The berserker shifts slightly behind me — he gets it.

It’s an easy guess that Lou hasn’t met many awry, since Cal reacted to me without fear and she’s his self-appointed guardian.

I can tell without looking any deeper that Lou isn’t Cal’s mother.

She’s slightly too young, though I wouldn’t put anything past the Cataclysm, including raping a minor.

And it would be rape, because a teenager would only agree out of pure fear. But also, they look nothing alike.

For the first time since I escaped the rune-scribed holding cell, lines of fate abruptly and involuntarily blink into focus around me. I trace all those twisted threads of energy in a single glance.

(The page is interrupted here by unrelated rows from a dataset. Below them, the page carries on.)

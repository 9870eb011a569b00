//! Majority resolution over the current observations.
//!
//! Nodes are grouped by their (session, state) pair and the largest group
//! wins. Ties go to the previous cycle's winner when it is among the tied
//! groups, otherwise to the smallest pair, so the result never depends on
//! observation order.

use chrono::{DateTime, Utc};
use std::collections::HashMap;

use crate::models::node::{NodeObservation, StatePair};

/// Consensus for one cycle.
#[derive(Debug, Clone, PartialEq, Eq)]
pub struct MajoritySnapshot {
    pub pair: StatePair,
    /// Nodes in the winning group
    pub votes: usize,
    /// Nodes that reported this cycle
    pub reporting: usize,
    pub computed_at: DateTime<Utc>,
    /// Last time the winning pair itself changed
    pub changed_at: DateTime<Utc>,
}

impl MajoritySnapshot {
    pub fn state(&self) -> u64 {
        self.pair.state
    }

    pub fn session(&self) -> u64 {
        self.pair.session
    }
}

#[derive(Debug, Clone, PartialEq, Eq)]
pub enum Resolution {
    /// Not enough observations; lag and stagnation checks must be skipped.
    NoQuorum { reporting: usize },
    Majority(MajoritySnapshot),
}

/// Compute the majority from this cycle's observations.
///
/// `previous` is the last snapshot the caller kept. It breaks ties and
/// carries `changed_at` forward while the winner stays the same.
pub fn resolve<'a, I>(
    observations: I,
    previous: Option<&MajoritySnapshot>,
    now: DateTime<Utc>,
) -> Resolution
where
    I: IntoIterator<Item = &'a NodeObservation>,
{
    let mut groups: HashMap<StatePair, usize> = HashMap::new();
    let mut reporting = 0;
    for obs in observations {
        *groups.entry(obs.pair()).or_default() += 1;
        reporting += 1;
    }

    let Some(top) = groups.values().copied().max() else {
        return Resolution::NoQuorum { reporting: 0 };
    };

    let previous_pair = previous.map(|p| p.pair);
    let pair = match previous_pair.filter(|p| groups.get(p) == Some(&top)) {
        Some(pair) => pair,
        None => groups
            .iter()
            .filter(|(_, count)| **count == top)
            .map(|(pair, _)| *pair)
            .min()
            .unwrap_or_default(),
    };

    let changed_at = match previous {
        Some(prev) if prev.pair == pair => prev.changed_at,
        _ => now,
    };

    Resolution::Majority(MajoritySnapshot {
        pair,
        votes: top,
        reporting,
        computed_at: now,
        changed_at,
    })
}
//! Long-running watcher threads.
//!
//! Each `spawn_*` function starts one task and returns its handle. Tasks
//! poll the shared shutdown flag between units of work.

use chrono::Utc;
use std::sync::atomic::{AtomicBool, Ordering};
use std::sync::mpsc::{self, Receiver, RecvTimeoutError, Sender};
use std::sync::Arc;
use std::thread::{self, JoinHandle};
use std::time::Duration;
use tracing::{debug, info, warn};

use super::board::{BaselineWatch, RestartBoard};
use super::log_scan::{LogScanner, LogSignal};
use super::restart::{RestartOrchestrator, RestartOutcome};
use super::tx_watchdog::{TransactionWatchdog, TxNotice};
use crate::config::LogRules;
use crate::control::RemoteControl;
use crate::messaging::{CommandSource, Notifier};
use crate::models::node::NodeIdentity;
use crate::models::restart::{RestartReason, RestartRequest};
use crate::runtime::ContainerRuntime;

/// How often blocked receivers wake up to check the shutdown flag.
pub(crate) const SHUTDOWN_POLL: Duration = Duration::from_millis(100);
/// Backoff after the command source fails.
const COMMAND_RETRY_DELAY: Duration = Duration::from_secs(15);
const LOG_LINE_BUFFER: usize = 1024;

/// Feed restart requests to the orchestrator until shutdown, then wait for
/// restarts already running.
pub fn spawn_dispatcher(
    orchestrator: Arc<RestartOrchestrator>,
    requests: Receiver<RestartRequest>,
    shutdown: Arc<AtomicBool>,
) -> JoinHandle<()> {
    thread::spawn(move || {
        let mut running: Vec<JoinHandle<RestartOutcome>> = Vec::new();
        while !shutdown.load(Ordering::SeqCst) {
            match requests.recv_timeout(SHUTDOWN_POLL) {
                Ok(request) => {
                    if let Some(handle) = orchestrator.submit(request) {
                        running.push(handle);
                    }
                }
                Err(RecvTimeoutError::Timeout) => {}
                Err(RecvTimeoutError::Disconnected) => break,
            }
            running.retain(|h| !h.is_finished());
        }
        for handle in running {
            if handle.join().is_err() {
                warn!("restart thread panicked");
            }
        }
        debug!("restart dispatcher stopped");
    })
}

/// Scan one node's log stream.
///
/// A separate reader thread pulls from the runtime's blocking iterator; it
/// is abandoned at shutdown since the stream never ends on its own.
pub fn spawn_log_scanner(
    identity: NodeIdentity,
    runtime: Arc<dyn ContainerRuntime>,
    rules: Arc<LogRules>,
    board: Arc<RestartBoard>,
    restarts: Sender<RestartRequest>,
    tx_events: Option<Sender<TxNotice>>,
    shutdown: Arc<AtomicBool>,
) -> JoinHandle<()> {
    thread::spawn(move || {
        let lines = match runtime.tail_logs(&identity) {
            Ok(lines) => lines,
            Err(e) => {
                warn!(node = %identity, error = %format!("{e:#}"), "could not follow logs");
                return;
            }
        };
        let (line_tx, line_rx) = mpsc::sync_channel(LOG_LINE_BUFFER);
        thread::spawn(move || {
            for line in lines {
                if line_tx.send(line).is_err() {
                    break;
                }
            }
        });

        let mut scanner = LogScanner::new(rules);
        let mut watch = BaselineWatch::new();
        watch.poll(&board, &identity.name);
        info!(node = %identity, "log scanner started");

        while !shutdown.load(Ordering::SeqCst) {
            let line = match line_rx.recv_timeout(SHUTDOWN_POLL) {
                Ok(line) => line,
                Err(RecvTimeoutError::Timeout) => continue,
                Err(RecvTimeoutError::Disconnected) => {
                    warn!(node = %identity, "log stream ended");
                    break;
                }
            };
            if watch.poll(&board, &identity.name).restarted {
                scanner.reset();
            }

            let now = Utc::now();
            match scanner.observe(&line, now) {
                Some(LogSignal::Critical { details }) => {
                    warn!(node = %identity, details = %details, "critical log pattern");
                    let request =
                        RestartRequest::new(identity.clone(), RestartReason::LogCritical, details, now);
                    if restarts.send(request).is_err() {
                        break;
                    }
                }
                Some(LogSignal::Tx(event)) => {
                    if let Some(tx_events) = &tx_events {
                        let notice = TxNotice {
                            identity: identity.clone(),
                            event,
                            at: now,
                        };
                        if tx_events.send(notice).is_err() {
                            break;
                        }
                    }
                }
                None => {}
            }
        }
        debug!(node = %identity, "log scanner stopped");
    })
}

/// Apply transaction events and fire expired timers.
pub fn spawn_tx_watchdog(
    mut watchdog: TransactionWatchdog,
    events: Receiver<TxNotice>,
    board: Arc<RestartBoard>,
    restarts: Sender<RestartRequest>,
    shutdown: Arc<AtomicBool>,
) -> JoinHandle<()> {
    thread::spawn(move || {
        watchdog.reconcile(&board);
        while !shutdown.load(Ordering::SeqCst) {
            match events.recv_timeout(SHUTDOWN_POLL) {
                Ok(notice) => watchdog.apply(notice),
                Err(RecvTimeoutError::Timeout) => {}
                // Scanners gone; timers may still expire.
                Err(RecvTimeoutError::Disconnected) => thread::sleep(SHUTDOWN_POLL),
            }
            watchdog.reconcile(&board);
            for request in watchdog.expire(Utc::now()) {
                if restarts.send(request).is_err() {
                    return;
                }
            }
        }
        debug!("transaction watchdog stopped");
    })
}

/// Answer operator commands until shutdown.
pub fn spawn_control_listener(
    control: RemoteControl,
    mut source: Box<dyn CommandSource>,
    notifier: Arc<dyn Notifier>,
    shutdown: Arc<AtomicBool>,
) -> JoinHandle<()> {
    thread::spawn(move || {
        info!("remote control listener started");
        control.listen(
            source.as_mut(),
            notifier.as_ref(),
            || !shutdown.load(Ordering::SeqCst),
            COMMAND_RETRY_DELAY,
        );
        debug!("remote control listener stopped");
    })
}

Eyes wide, Cal stumbles to his feet, stepping around Lou. She grabs him. A little too forcefully for my liking — he winces at her hold on his arm — but I don’t think the aggression was intentional.

I deal with the berserker first, glancing at him over my shoulder. “You know who I am?”

He nods stiffly. “We’ve been guarding you in shifts. People talk, even behind his back.”

“You know what I can do?” I ask, not bothering to hold back any of the power I carry.

I’m still healing too slowly, still utterly weary. But the berserker scents the air and takes a wary step back from me. That’s a yes.